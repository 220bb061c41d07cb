use num_bigint::{BigInt, BigUint};
use tarncbor::{ByteSource, DecodeError, Decoder, SliceSource, Token, UnsupportedConstruct};

#[test]
fn a_token_stream_decodes_in_order() {
    // [3, "abc", h'1220', true, null, -5, 1.5]
    let bytes = [
        0x87, 0x03, 0x63, 0x61, 0x62, 0x63, 0x42, 0x12, 0x20, 0xf5, 0xf6, 0x24, 0xf9, 0x3e, 0x00,
    ];
    let mut decoder = Decoder::from_bytes(&bytes);
    assert_eq!(decoder.next_token(), Ok(Token::Array(BigUint::from(7u8))));
    assert_eq!(decoder.next_token(), Ok(Token::Unsigned(BigUint::from(3u8))));
    assert_eq!(decoder.next_token(), Ok(Token::Text("abc".to_owned())));
    assert!(matches!(decoder.next_token(), Ok(Token::Bytes(raw)) if raw.as_slice() == [0x12, 0x20]));
    assert_eq!(decoder.next_token(), Ok(Token::True));
    assert_eq!(decoder.next_token(), Ok(Token::Null));
    assert_eq!(decoder.next_token(), Ok(Token::Negative(BigInt::from(-5))));
    assert_eq!(decoder.next_token(), Ok(Token::HalfFloat(1.5)));
    // The stream is exhausted afterwards.
    assert!(decoder.next_token().unwrap_err().is_truncated_input());
}

#[test]
fn arguments_wider_than_a_word_survive() {
    // A nine-byte unsigned integer cannot be expressed; the widest argument
    // is eight bytes, and it must round-trip through BigUint unharmed.
    let mut bytes = vec![0x1b];
    bytes.extend_from_slice(&u64::MAX.to_be_bytes());
    let expected = BigUint::from(u64::MAX);
    assert_eq!(
        Decoder::from_bytes(&bytes).next_token(),
        Ok(Token::Unsigned(expected))
    );
}

#[test]
fn truncation_inside_an_extended_argument() {
    // Header promises a four-byte argument, input holds two.
    assert_eq!(
        Decoder::from_bytes(&[0x1a, 0x00, 0x01]).next_token(),
        Err(DecodeError::TruncatedInput {
            requested: 4,
            remaining: 2
        })
    );
}

#[test]
fn truncation_inside_a_float_payload() {
    assert!(
        Decoder::from_bytes(&[0xfb, 0x3f, 0xf0])
            .next_token()
            .unwrap_err()
            .is_truncated_input()
    );
}

#[test]
fn tags_fail_before_their_payload_is_touched() {
    // 0xc2 is a bignum tag; a tolerant decoder would skip it and read the
    // byte string. This one must refuse outright.
    assert_eq!(
        Decoder::from_bytes(&[0xc2, 0x41, 0x01]).next_token(),
        Err(DecodeError::UnsupportedFeature {
            construct: UnsupportedConstruct::SemanticTag
        })
    );
}

#[test]
fn a_custom_source_drives_the_decoder() {
    // The decoder is generic over its source; exercise it through the trait
    // seam a non-buffer implementation would use.
    struct Wrapped<'a>(SliceSource<'a>);

    impl ByteSource for Wrapped<'_> {
        fn read_one(&mut self) -> Result<u8, DecodeError> {
            self.0.read_one()
        }

        fn peek_one(&self) -> Result<u8, DecodeError> {
            self.0.peek_one()
        }

        fn read_exact(&mut self, count: usize) -> Result<Vec<u8>, DecodeError> {
            self.0.read_exact(count)
        }
    }

    let bytes = [0x19, 0x03, 0xe8];
    let mut decoder = Decoder::new(Wrapped(SliceSource::new(&bytes)));
    assert_eq!(
        decoder.next_token(),
        Ok(Token::Unsigned(BigUint::from(1000u32)))
    );
}
use strum::EnumIs;
use thiserror::Error;

#[cfg(feature = "serde")]
use serde::{Deserialize, Serialize};

/// Constructs that are valid in the general binary format but intentionally
/// unsupported: the Tarn encoding never produces them, so meeting one means
/// the input did not come from a conforming encoder.
#[derive(Debug, Clone, Copy, PartialEq, Eq, Hash)]
#[cfg_attr(feature = "serde", derive(Serialize, Deserialize))]
pub enum UnsupportedConstruct {
    /// A semantic tag item (major type 6).
    SemanticTag,
    /// An indefinite-length string, array, or map header.
    IndefiniteLength,
    /// The one-byte simple-value extension (major type 7, additional info 24).
    SimpleValue,
    /// The break stop code (major type 7, additional info 31).
    BreakCode,
}

impl std::fmt::Display for UnsupportedConstruct {
    fn fmt(&self, f: &mut std::fmt::Formatter<'_>) -> std::fmt::Result {
        let name = match self {
            UnsupportedConstruct::SemanticTag => "a semantic tag",
            UnsupportedConstruct::IndefiniteLength => "an indefinite length",
            UnsupportedConstruct::SimpleValue => "a simple value",
            UnsupportedConstruct::BreakCode => "the break stop code",
        };
        write!(f, "{name}")
    }
}

/// Why a decode call failed.
///
/// Every variant is terminal for the current decode: there is no partial
/// result and no resynchronization attempt.
#[derive(Debug, Clone, PartialEq, Eq, EnumIs, Error)]
pub enum DecodeError {
    /// The header byte pairs a major type with a reserved or unassigned
    /// additional-info value.
    #[error("malformed header byte {header:#04x}: reserved or unassigned additional info")]
    MalformedHeader { header: u8 },

    /// The input uses a construct the Tarn binary subset never emits.
    #[error("unsupported input: {construct} is never produced by the Tarn binary encoding")]
    UnsupportedFeature { construct: UnsupportedConstruct },

    /// A declared length overruns the remaining input.
    #[error("truncated input: {requested} byte(s) requested with {remaining} remaining")]
    TruncatedInput { requested: u64, remaining: u64 },

    /// A text string payload is not valid UTF-8.
    #[error("text string payload is not valid UTF-8")]
    InvalidText(#[source] std::str::Utf8Error),
}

*Requirement*
Using the records above, restate word for word the lines from the one with "use strum::EnumIs;" through the one with "no resynchronization attempt.", both included.

*Output for this task*
use strum::EnumIs;
use thiserror::Error;

#[cfg(feature = "serde")]
use serde::{Deserialize, Serialize};

/// Constructs that are valid in the general binary format but intentionally
/// unsupported: the Tarn encoding never produces them, so meeting one means
/// the input did not come from a conforming encoder.
#[derive(Debug, Clone, Copy, PartialEq, Eq, Hash)]
#[cfg_attr(feature = "serde", derive(Serialize, Deserialize))]
pub enum UnsupportedConstruct {
    /// A semantic tag item (major type 6).
    SemanticTag,
    /// An indefinite-length string, array, or map header.
    IndefiniteLength,
    /// The one-byte simple-value extension (major type 7, additional info 24).
    SimpleValue,
    /// The break stop code (major type 7, additional info 31).
    BreakCode,
}

impl std::fmt::Display for UnsupportedConstruct {
    fn fmt(&self, f: &mut std::fmt::Formatter<'_>) -> std::fmt::Result {
        let name = match self {
            UnsupportedConstruct::SemanticTag => "a semantic tag",
            UnsupportedConstruct::IndefiniteLength => "an indefinite length",
            UnsupportedConstruct::SimpleValue => "a simple value",
            UnsupportedConstruct::BreakCode => "the break stop code",
        };
        write!(f, "{name}")
    }
}

/// Why a decode call failed.
///
/// Every variant is terminal for the current decode: there is no partial
/// result and no resynchronization attempt.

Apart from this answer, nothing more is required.